**TASK DETAILS:** Only the lines that hold "AccountMeta" should be in the answer, each copied from the data below.

**RECORD EXTRACTS:**
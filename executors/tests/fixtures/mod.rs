#![allow(dead_code)]

use std::collections::{HashMap, VecDeque};
use std::sync::atomic::{AtomicU32, AtomicU64, Ordering};
use std::sync::{Arc, Mutex};
use std::time::Duration;

use alloy::primitives::{Address, B256, Bytes, TxHash, U256};
use txflow_core::{
    chain::{Chain, ChainService, Eip1559Fees, ExecutionClient, ObservedReceipt},
    error::{EngineError, RpcErrorKind, RpcErrorResponse},
    gas::{GasBumpConfig, GasFeeParams},
    rpc_clients::{CallsStatus, SendCallsPayload, SendCallsResult},
    signer::{AccountMeta, AccountResolver, PreparedTransaction, SignerCapability},
    transaction::{
        TransactionReceipt, TransactionRecord, TransactionRequestData, TransactionTypeInfo,
    },
};
use txflow_executors::{
    analytics::{AnalyticsEvent, AnalyticsSink},
    batch::BatchCapabilityHooks,
    signer::TransactionSignerService,
    store::TransactionStore,
    watcher::{ConfirmationWatcher, WatcherConfig},
};

pub fn owner() -> Address {
    Address::repeat_byte(0x11)
}

pub fn other_address() -> Address {
    Address::repeat_byte(0x22)
}

pub fn hash_abc() -> TxHash {
    B256::repeat_byte(0xab)
}

pub fn rpc_error(code: i64, message: &str) -> EngineError {
    EngineError::RpcError {
        chain_id: 1,
        rpc_url: "http://mock.invalid".to_string(),
        message: message.to_string(),
        kind: RpcErrorKind::ErrorResp(RpcErrorResponse {
            code,
            message: message.to_string(),
            data: None,
        }),
    }
}

pub fn success_receipt(block_number: u64) -> ObservedReceipt {
    ObservedReceipt {
        success: true,
        receipt: TransactionReceipt {
            transaction_index: 0,
            block_hash: B256::repeat_byte(0xbb),
            block_number,
            gas_used: 21_000,
            effective_gas_price: 1_500_000_000,
        },
    }
}

pub fn reverted_receipt(block_number: u64) -> ObservedReceipt {
    ObservedReceipt {
        success: false,
        ..success_receipt(block_number)
    }
}

#[derive(Default)]
pub struct MockClientState {
    /// Scripted results for `send_raw_transaction`, popped in order. When
    /// empty, submissions succeed with a generated hash.
    pub send_results: VecDeque<Result<TxHash, EngineError>>,
    pub sent: Vec<Bytes>,
    pub receipts: HashMap<TxHash, ObservedReceipt>,
    /// Scripted transient failures for `transaction_receipt`, popped in order.
    pub receipt_errors: VecDeque<EngineError>,
    /// Hashes whose next `transaction_receipt` lookup misses even when a
    /// receipt is present, popped in order. Models a receipt landing
    /// between two polls of the same tick.
    pub receipt_misses: VecDeque<TxHash>,
    pub pending_nonce: u64,
    pub mined_nonce: u64,
    /// `None` makes EIP-1559 estimation report unsupported.
    pub eip1559: Option<Eip1559Fees>,
    pub gas_price: u128,
    pub estimated_gas: u64,
    pub code: HashMap<Address, Bytes>,
    pub send_calls_results: VecDeque<Result<SendCallsResult, EngineError>>,
    pub sent_batches: Vec<SendCallsPayload>,
    pub calls_status: HashMap<String, CallsStatus>,
}

pub struct MockClient {
    pub state: Mutex<MockClientState>,
    pub capability_queries: AtomicU32,
    hash_counter: AtomicU64,
}

impl MockClient {
    pub fn new() -> Self {
        Self {
            state: Mutex::new(MockClientState {
                eip1559: Some(Eip1559Fees {
                    max_fee_per_gas: 2_000_000_000,
                    max_priority_fee_per_gas: 1_000_000_000,
                }),
                gas_price: 1_000_000_000,
                estimated_gas: 21_000,
                ..Default::default()
            }),
            capability_queries: AtomicU32::new(0),
            hash_counter: AtomicU64::new(1),
        }
    }

    pub fn with_state(&self, mutate: impl FnOnce(&mut MockClientState)) {
        mutate(&mut self.state.lock().unwrap());
    }

    pub fn insert_receipt(&self, hash: TxHash, observed: ObservedReceipt) {
        self.state.lock().unwrap().receipts.insert(hash, observed);
    }

    pub fn sent_count(&self) -> usize {
        self.state.lock().unwrap().sent.len()
    }
}

impl ExecutionClient for MockClient {
    async fn send_raw_transaction(&self, raw: &Bytes) -> Result<TxHash, EngineError> {
        let mut state = self.state.lock().unwrap();
        state.sent.push(raw.clone());
        match state.send_results.pop_front() {
            Some(result) => result,
            None => {
                let n = self.hash_counter.fetch_add(1, Ordering::SeqCst);
                Ok(B256::with_last_byte(n as u8))
            }
        }
    }

    async fn transaction_receipt(
        &self,
        hash: TxHash,
    ) -> Result<Option<ObservedReceipt>, EngineError> {
        let mut state = self.state.lock().unwrap();
        if let Some(error) = state.receipt_errors.pop_front() {
            return Err(error);
        }
        if state.receipt_misses.front() == Some(&hash) {
            state.receipt_misses.pop_front();
            return Ok(None);
        }
        Ok(state.receipts.get(&hash).cloned())
    }

    async fn transaction_count(&self, _address: Address, pending: bool) -> Result<u64, EngineError> {
        let state = self.state.lock().unwrap();
        Ok(if pending {
            state.pending_nonce
        } else {
            state.mined_nonce
        })
    }

    async fn estimate_eip1559_fees(&self) -> Result<Eip1559Fees, EngineError> {
        self.state
            .lock()
            .unwrap()
            .eip1559
            .ok_or(EngineError::RpcError {
                chain_id: 1,
                rpc_url: "http://mock.invalid".to_string(),
                message: "eth_feeHistory not supported".to_string(),
                kind: RpcErrorKind::UnsupportedFeature {
                    feature: "eip1559".to_string(),
                },
            })
    }

    async fn gas_price(&self) -> Result<u128, EngineError> {
        Ok(self.state.lock().unwrap().gas_price)
    }

    async fn estimate_gas(
        &self,
        _from: Address,
        _request: &TransactionRequestData,
    ) -> Result<u64, EngineError> {
        Ok(self.state.lock().unwrap().estimated_gas)
    }

    async fn code_at(&self, address: Address) -> Result<Bytes, EngineError> {
        Ok(self
            .state
            .lock()
            .unwrap()
            .code
            .get(&address)
            .cloned()
            .unwrap_or_default())
    }

    async fn send_calls(&self, payload: &SendCallsPayload) -> Result<SendCallsResult, EngineError> {
        let mut state = self.state.lock().unwrap();
        state.sent_batches.push(payload.clone());
        match state.send_calls_results.pop_front() {
            Some(result) => result,
            None => Ok(SendCallsResult {
                id: "batch-1".to_string(),
            }),
        }
    }

    async fn calls_status(&self, batch_id: &str) -> Result<CallsStatus, EngineError> {
        self.state
            .lock()
            .unwrap()
            .calls_status
            .get(batch_id)
            .cloned()
            .ok_or(rpc_error(-32000, "unknown batch"))
    }

    async fn capabilities(&self, _address: Address) -> Result<serde_json::Value, EngineError> {
        self.capability_queries.fetch_add(1, Ordering::SeqCst);
        Ok(serde_json::json!({ "0x1": { "atomic": { "status": "unsupported" } } }))
    }
}

#[derive(Clone)]
pub struct MockChain {
    pub chain_id: u64,
    pub client: Arc<MockClient>,
}

impl Chain for MockChain {
    type Client = MockClient;

    fn chain_id(&self) -> u64 {
        self.chain_id
    }

    fn rpc_url(&self) -> &str {
        "http://mock.invalid"
    }

    fn client(&self) -> &MockClient {
        &self.client
    }
}

pub struct MockChainService {
    pub chains: HashMap<u64, MockChain>,
    pub private_requests: Mutex<Vec<(u64, Address)>>,
}

impl MockChainService {
    pub fn single(chain_id: u64, client: Arc<MockClient>) -> Self {
        Self {
            chains: HashMap::from([(chain_id, MockChain { chain_id, client })]),
            private_requests: Mutex::new(vec![]),
        }
    }
}

impl ChainService for MockChainService {
    type Chain = MockChain;

    fn chain(&self, chain_id: u64) -> Result<MockChain, EngineError> {
        self.chains
            .get(&chain_id)
            .cloned()
            .ok_or(EngineError::ProviderUnavailable {
                chain_id,
                message: "no RPC endpoint configured for chain".to_string(),
            })
    }

    fn private_chain(&self, chain_id: u64, account: Address) -> Result<MockChain, EngineError> {
        self.private_requests
            .lock()
            .unwrap()
            .push((chain_id, account));
        self.chain(chain_id)
    }
}

pub struct MockAccounts {
    pub accounts: HashMap<Address, AccountMeta>,
}

impl MockAccounts {
    pub fn single(meta: AccountMeta) -> Self {
        Self {
            accounts: HashMap::from([(meta.address, meta)]),
        }
    }
}

impl AccountResolver for MockAccounts {
    fn resolve_account(&self, address: Address) -> Option<AccountMeta> {
        self.accounts.get(&address).cloned()
    }
}

pub enum SignerBehavior {
    Sign,
    Reject,
}

pub struct MockSigner {
    pub behavior: Mutex<SignerBehavior>,
    pub signed: Mutex<Vec<PreparedTransaction>>,
}

impl MockSigner {
    pub fn new() -> Self {
        Self {
            behavior: Mutex::new(SignerBehavior::Sign),
            signed: Mutex::new(vec![]),
        }
    }

    pub fn reject_next(&self) {
        *self.behavior.lock().unwrap() = SignerBehavior::Reject;
    }
}

impl SignerCapability for MockSigner {
    async fn sign_transaction(&self, prepared: &PreparedTransaction) -> Result<Bytes, EngineError> {
        match *self.behavior.lock().unwrap() {
            SignerBehavior::Sign => {
                self.signed.lock().unwrap().push(prepared.clone());
                Ok(Bytes::from(vec![0x02, prepared.nonce as u8]))
            }
            SignerBehavior::Reject => Err(EngineError::UserRejected {
                message: "user rejected signing".to_string(),
            }),
        }
    }
}

pub struct RecordingSink {
    pub events: Mutex<Vec<AnalyticsEvent>>,
}

impl RecordingSink {
    pub fn new() -> Self {
        Self {
            events: Mutex::new(vec![]),
        }
    }

    pub fn names(&self) -> Vec<String> {
        self.events
            .lock()
            .unwrap()
            .iter()
            .map(|event| event.name.clone())
            .collect()
    }
}

impl AnalyticsSink for RecordingSink {
    fn emit(&self, event: &str, properties: serde_json::Value) {
        self.events.lock().unwrap().push(AnalyticsEvent {
            name: event.to_string(),
            properties,
        });
    }
}

pub struct RecordingHooks {
    pub rejected: AtomicU32,
}

impl RecordingHooks {
    pub fn new() -> Self {
        Self {
            rejected: AtomicU32::new(0),
        }
    }
}

impl BatchCapabilityHooks for RecordingHooks {
    fn on_batch_rejected(&self) {
        self.rejected.fetch_add(1, Ordering::SeqCst);
    }
}

/// Everything a service-level test needs, wired against mocks on chain 1.
pub struct Harness {
    pub client: Arc<MockClient>,
    pub chain_service: Arc<MockChainService>,
    pub accounts: Arc<MockAccounts>,
    pub capability: Arc<MockSigner>,
    pub store: Arc<TransactionStore>,
    pub watcher: Arc<ConfirmationWatcher<MockChainService>>,
    pub analytics: Arc<RecordingSink>,
    pub service: txflow_executors::service::TransactionService<MockChainService, MockSigner>,
}

pub fn harness() -> Harness {
    harness_with_account(AccountMeta {
        address: owner(),
        smart_wallet_consent: false,
    })
}

pub fn harness_with_account(meta: AccountMeta) -> Harness {
    let client = Arc::new(MockClient::new());
    let chain_service = Arc::new(MockChainService::single(1, client.clone()));
    let accounts = Arc::new(MockAccounts::single(meta));
    let capability = Arc::new(MockSigner::new());
    let store = Arc::new(TransactionStore::new());
    let analytics = Arc::new(RecordingSink::new());
    let watcher = Arc::new(ConfirmationWatcher::new(
        chain_service.clone(),
        store.clone(),
        analytics.clone(),
        WatcherConfig {
            poll_interval: Duration::from_millis(10),
            batch_poll_interval: Duration::from_millis(10),
            stale_after: None,
        },
    ));
    let service = txflow_executors::service::TransactionService {
        chain_service: chain_service.clone(),
        accounts: accounts.clone(),
        signer: TransactionSignerService::new(capability.clone()),
        store: store.clone(),
        watcher: watcher.clone(),
        analytics: analytics.clone(),
        gas_bump: GasBumpConfig::default(),
    };

    Harness {
        client,
        chain_service,
        accounts,
        capability,
        store,
        watcher,
        analytics,
        service,
    }
}

/// A native-currency send of one ether to a fixed recipient on chain 1.
pub fn send_params() -> txflow_executors::service::SubmitTransactionParams {
    txflow_executors::service::SubmitTransactionParams {
        account: owner(),
        chain_id: 1,
        request: TransactionRequestData {
            to: Some(other_address()),
            value: U256::from(10u64).pow(U256::from(18u64)),
            ..Default::default()
        },
        type_info: TransactionTypeInfo::Send {
            recipient: other_address(),
            token_address: Address::ZERO,
            amount_raw: U256::from(10u64).pow(U256::from(18u64)),
        },
        options: Default::default(),
        transaction_id: None,
        interrupt: None,
    }
}

/// A plain pending record for store-level tests, bypassing submission.
pub fn pending_record(id: &str) -> TransactionRecord {
    TransactionRecord {
        id: id.to_string(),
        chain_id: 1,
        owner: owner(),
        status: txflow_core::transaction::TransactionStatus::Pending,
        type_info: TransactionTypeInfo::Unknown,
        request: TransactionRequestData {
            nonce: Some(0),
            gas_limit: Some(21_000),
            fee: Some(GasFeeParams::Legacy { gas_price: 1_000 }),
            ..Default::default()
        },
        options: Default::default(),
        hash: Some(B256::with_last_byte(1)),
        cancel_request: None,
        cancel_hash: None,
        batch_info: None,
        added_time: 1_000,
        confirmed_time: None,
        receipt: None,
    }
}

**RESULT:**
    signer::{AccountMeta, AccountResolver, PreparedTransaction, SignerCapability},
    pub accounts: HashMap<Address, AccountMeta>,
    pub fn single(meta: AccountMeta) -> Self {
    fn resolve_account(&self, address: Address) -> Option<AccountMeta> {
    harness_with_account(AccountMeta {
pub fn harness_with_account(meta: AccountMeta) -> Harness {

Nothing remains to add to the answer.